Martin Petzoldt (13 April 1946 – 13 March 2015) was a German Lutheran theologian, Bach scholar and academic teacher. He was a professor at the University of Leipzig and president of the Neue Bachgesellschaft.

== Career ==

Petzoldt was born in Rabenstein. He was a member of the Dresdner Kreuzchor under Rudolf Mauersberger. and attended the Kreuzschule He studied theology at the University of Leipzig, graduating in 1969. He was promoted there in 1976 and achieved his habilitation in 1985.

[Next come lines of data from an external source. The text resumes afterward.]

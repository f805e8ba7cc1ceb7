//! # Plugin Module
//!
//! Onion-ordered wrappers around a bound handler.
//!
//! ## Overview
//!
//! A route carries two chains:
//!
//! - **pre plugins** (`BindConfig::plugin`) wrap argument resolution and the
//!   handler. They see the raw call only.
//! - **post plugins** (`BindConfig::post_plugin`) wrap the handler call alone
//!   and see the resolved [`Arguments`](crate::callable::Arguments).
//!
//! For `[P1, P2]` a call observes
//! `P1.before, P2.before, handler, P2.after, P1.after`. A plugin that returns
//! without running `next` short-circuits everything inside it.
//!
//! Synchronous handlers run [`Plugin`]s, asynchronous ones [`AsyncPlugin`]s.
//! [`PluginEntry::dual`] registers a type implementing both so it fits either
//! mode; binding a route with an entry that lacks the required mode is a
//! configuration error.
//!
//! ## Built-in plugins
//!
//! - [`TracingPlugin`] - span per call, outcome and latency logs
//! - [`MetricsPlugin`] - atomic call, error and latency counters
//! - [`RequiredPlugin`] - companions required when a parameter is provided
//! - [`AtMostOneOfPlugin`] - mutually exclusive parameters
//! - [`CachePlugin`] - in-memory TTL cache of handler results

mod cache;
mod core;
mod metrics;
mod required;
mod tracing;

pub use self::cache::CachePlugin;
pub use self::core::*;
pub use self::metrics::{CallStats, MetricsPlugin};
pub use self::required::{AtMostOneOfPlugin, RequiredPlugin};
pub use self::tracing::TracingPlugin;
//! # Types Module
//!
//! Declared parameter types and structured (nested) models.
//!
//! A [`ParamType`] plays two roles. For value types it describes the JSON
//! Schema a resolved value must satisfy, plus a lax coercion from the textual
//! form request sources deliver (`"5"` for an integer query parameter). The
//! two special types, [`ParamType::Request`] and [`ParamType::HandlerInstance`],
//! mark parameters the engine fills from the [`Context`](crate::context::Context)
//! instead of from a field descriptor.
//!
//! A [`Model`] is a named list of fields. Model parameters are resolved either
//! field by field (each field becoming its own rule) or, with `raw_return`,
//! by handing the whole source mapping to the model constructor.

use std::fmt;
use std::sync::Arc;

use serde_json::{json, Map, Value};

use crate::field::Field;
use crate::request::Mapping;

/// Builds a model value from a mapping.
pub type ModelConstructor = Arc<dyn Fn(Mapping) -> anyhow::Result<Value> + Send + Sync>;

/// Declared type of a parameter.
#[derive(Clone, Debug)]
pub enum ParamType {
    /// Anything; validation accepts every value.
    Any,
    String,
    Integer,
    Number,
    Boolean,
    /// A JSON object with arbitrary keys.
    Map,
    Array(Box<ParamType>),
    /// The inner type or `null`.
    Optional(Box<ParamType>),
    Model(Model),
    /// The framework request object, passed through verbatim.
    Request,
    /// The class-based handler instance of the current request.
    HandlerInstance,
}

impl ParamType {
    pub fn array(item: ParamType) -> Self {
        ParamType::Array(Box::new(item))
    }

    pub fn optional(inner: ParamType) -> Self {
        ParamType::Optional(Box::new(inner))
    }

    /// Whether the type is filled from the Context rather than a field.
    #[must_use]
    pub fn is_special(&self) -> bool {
        matches!(self, ParamType::Request | ParamType::HandlerInstance)
    }

    /// The model behind this type, looking through `Optional`.
    #[must_use]
    pub fn as_model(&self) -> Option<&Model> {
        match self {
            ParamType::Model(m) => Some(m),
            ParamType::Optional(inner) => inner.as_model(),
            _ => None,
        }
    }

    /// Short type name used in plan shapes and logs.
    #[must_use]
    pub fn type_name(&self) -> String {
        match self {
            ParamType::Any => "any".to_string(),
            ParamType::String => "string".to_string(),
            ParamType::Integer => "integer".to_string(),
            ParamType::Number => "number".to_string(),
            ParamType::Boolean => "boolean".to_string(),
            ParamType::Map => "map".to_string(),
            ParamType::Array(item) => format!("array<{}>", item.type_name()),
            ParamType::Optional(inner) => format!("optional<{}>", inner.type_name()),
            ParamType::Model(m) => m.name().to_string(),
            ParamType::Request => "request".to_string(),
            ParamType::HandlerInstance => "instance".to_string(),
        }
    }

    /// JSON Schema of the type.
    #[must_use]
    pub fn schema(&self) -> Value {
        self.schema_with(&Map::new())
    }

    /// JSON Schema of the type with field constraints merged in. For
    /// `Optional` the constraints apply to the non-null branch.
    #[must_use]
    pub fn schema_with(&self, constraints: &Map<String, Value>) -> Value {
        let mut schema = match self {
            ParamType::Any | ParamType::Request | ParamType::HandlerInstance => json!({}),
            ParamType::String => json!({"type": "string"}),
            ParamType::Integer => json!({"type": "integer"}),
            ParamType::Number => json!({"type": "number"}),
            ParamType::Boolean => json!({"type": "boolean"}),
            ParamType::Map => json!({"type": "object"}),
            ParamType::Array(item) => json!({"type": "array", "items": item.schema()}),
            ParamType::Optional(inner) => {
                return json!({"anyOf": [inner.schema_with(constraints), {"type": "null"}]});
            }
            ParamType::Model(m) => m.schema(),
        };
        if let Value::Object(obj) = &mut schema {
            for (k, v) in constraints {
                obj.insert(k.clone(), v.clone());
            }
        }
        schema
    }

    /// Best-effort conversion of request text into the declared shape.
    ///
    /// Values that cannot be converted are returned unchanged so the validator
    /// reports them.
    #[must_use]
    pub fn coerce(&self, value: Value) -> Value {
        match (self, value) {
            (ParamType::Integer, Value::String(s)) => match s.trim().parse::<i64>() {
                Ok(n) => Value::from(n),
                Err(_) => Value::String(s),
            },
            (ParamType::Integer, Value::Number(n)) => match n.as_f64() {
                Some(f) if n.is_f64() && f.fract() == 0.0 && f.abs() < 9.0e15 => {
                    Value::from(f as i64)
                }
                _ => Value::Number(n),
            },
            (ParamType::Number, Value::String(s)) => match s.trim().parse::<f64>() {
                Ok(f) => serde_json::Number::from_f64(f).map_or(Value::String(s), Value::Number),
                Err(_) => Value::String(s),
            },
            (ParamType::Boolean, Value::String(s)) => {
                match s.trim().to_ascii_lowercase().as_str() {
                    "true" | "1" | "yes" | "on" => Value::Bool(true),
                    "false" | "0" | "no" | "off" => Value::Bool(false),
                    _ => Value::String(s),
                }
            }
            (ParamType::String, Value::Number(n)) => Value::String(n.to_string()),
            (ParamType::String, Value::Bool(b)) => Value::String(b.to_string()),
            (ParamType::Array(item), Value::Array(items)) => {
                Value::Array(items.into_iter().map(|v| item.coerce(v)).collect())
            }
            (ParamType::Array(_), Value::Null) => Value::Null,
            (ParamType::Array(item), scalar) => Value::Array(vec![item.coerce(scalar)]),
            (ParamType::Optional(_), Value::Null) => Value::Null,
            (ParamType::Optional(inner), v) => inner.coerce(v),
            (ParamType::Model(m), Value::Object(obj)) => Value::Object(m.coerce(obj)),
            (_, v) => v,
        }
    }
}

impl fmt::Display for ParamType {
    fn fmt(&self, f: &mut fmt::Formatter<'_>) -> fmt::Result {
        f.write_str(&self.type_name())
    }
}

/// One field of a structured model.
#[derive(Clone, Debug)]
pub struct ModelField {
    pub name: String,
    pub ty: ParamType,
    /// Overrides the source kind (and key/default) inherited from the outer field.
    pub field: Option<Field>,
}

impl ModelField {
    /// Whether the field must be present when the model is built from a mapping.
    #[must_use]
    pub fn is_required(&self) -> bool {
        let has_default = self.field.as_ref().is_some_and(Field::has_default);
        !has_default && !matches!(self.ty, ParamType::Optional(_))
    }
}

struct ModelInner {
    name: String,
    fields: Vec<ModelField>,
    constructor: Option<ModelConstructor>,
}

/// A structured, named model. Cheap to clone.
#[derive(Clone)]
pub struct Model {
    inner: Arc<ModelInner>,
}

impl Model {
    pub fn new(name: impl Into<String>) -> ModelBuilder {
        ModelBuilder {
            name: name.into(),
            fields: Vec::new(),
            constructor: None,
        }
    }

    #[must_use]
    pub fn name(&self) -> &str {
        &self.inner.name
    }

    #[must_use]
    pub fn fields(&self) -> &[ModelField] {
        &self.inner.fields
    }

    #[must_use]
    pub fn has_constructor(&self) -> bool {
        self.inner.constructor.is_some()
    }

    /// Object schema with one property per field.
    #[must_use]
    pub fn schema(&self) -> Value {
        let mut properties = Map::new();
        let mut required = Vec::new();
        for f in &self.inner.fields {
            let constraints = f
                .field
                .as_ref()
                .map(|fd| fd.constraints().clone())
                .unwrap_or_default();
            properties.insert(f.name.clone(), f.ty.schema_with(&constraints));
            if f.is_required() {
                required.push(Value::String(f.name.clone()));
            }
        }
        json!({
            "type": "object",
            "title": self.inner.name,
            "properties": properties,
            "required": required,
        })
    }

    /// Coerce every declared field present in `obj`; other keys pass through.
    #[must_use]
    pub fn coerce(&self, mut obj: Mapping) -> Mapping {
        for f in &self.inner.fields {
            if let Some(v) = obj.remove(&f.name) {
                obj.insert(f.name.clone(), f.ty.coerce(v));
            }
        }
        obj
    }

    /// Build the model value from `mapping`.
    ///
    /// A custom constructor receives the mapping verbatim. The default keeps
    /// declared fields, fills defaults of absent ones and returns an object.
    ///
    /// # Errors
    ///
    /// Whatever the custom constructor returns.
    pub fn construct(&self, mapping: Mapping) -> anyhow::Result<Value> {
        if let Some(ctor) = &self.inner.constructor {
            return ctor(mapping);
        }
        let mut out = Map::new();
        for f in &self.inner.fields {
            let value = mapping
                .get(&f.name)
                .cloned()
                .or_else(|| f.field.as_ref().and_then(Field::default_value));
            if let Some(v) = value {
                out.insert(f.name.clone(), v);
            }
        }
        Ok(Value::Object(out))
    }
}

impl fmt::Debug for Model {
    fn fmt(&self, f: &mut fmt::Formatter<'_>) -> fmt::Result {
        f.debug_struct("Model")
            .field("name", &self.inner.name)
            .field("fields", &self.inner.fields)
            .field("constructor", &self.inner.constructor.is_some())
            .finish()
    }
}

/// Builder for [`Model`].
pub struct ModelBuilder {
    name: String,
    fields: Vec<ModelField>,
    constructor: Option<ModelConstructor>,
}

impl ModelBuilder {
    /// Field inheriting the source kind of the parameter it is nested in.
    pub fn field(mut self, name: impl Into<String>, ty: ParamType) -> Self {
        self.fields.push(ModelField {
            name: name.into(),
            ty,
            field: None,
        });
        self
    }

    /// Field with its own descriptor (kind, alias, default, constraints).
    pub fn field_with(mut self, name: impl Into<String>, ty: ParamType, field: Field) -> Self {
        self.fields.push(ModelField {
            name: name.into(),
            ty,
            field: Some(field),
        });
        self
    }

    pub fn constructor<F>(mut self, ctor: F) -> Self
    where
        F: Fn(Mapping) -> anyhow::Result<Value> + Send + Sync + 'static,
    {
        self.constructor = Some(Arc::new(ctor));
        self
    }

    pub fn build(self) -> Model {
        Model {
            inner: Arc::new(ModelInner {
                name: self.name,
                fields: self.fields,
                constructor: self.constructor,
            }),
        }
    }
}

In 1973 he was ordained minister of the Lutheran Church of Saxony. He taught at the University of Leipzig, from 1986 as docent, from 1992 as a professor of systematic theology with a focus on ethics. From 1995 to 2009 he was also Universitätsprediger (university preacher). In that function, he was engaged in the discussions and decisions around the new Paulinum, replacing the former demolished university church Paulinerkirche. He was professor emeritus in 2011.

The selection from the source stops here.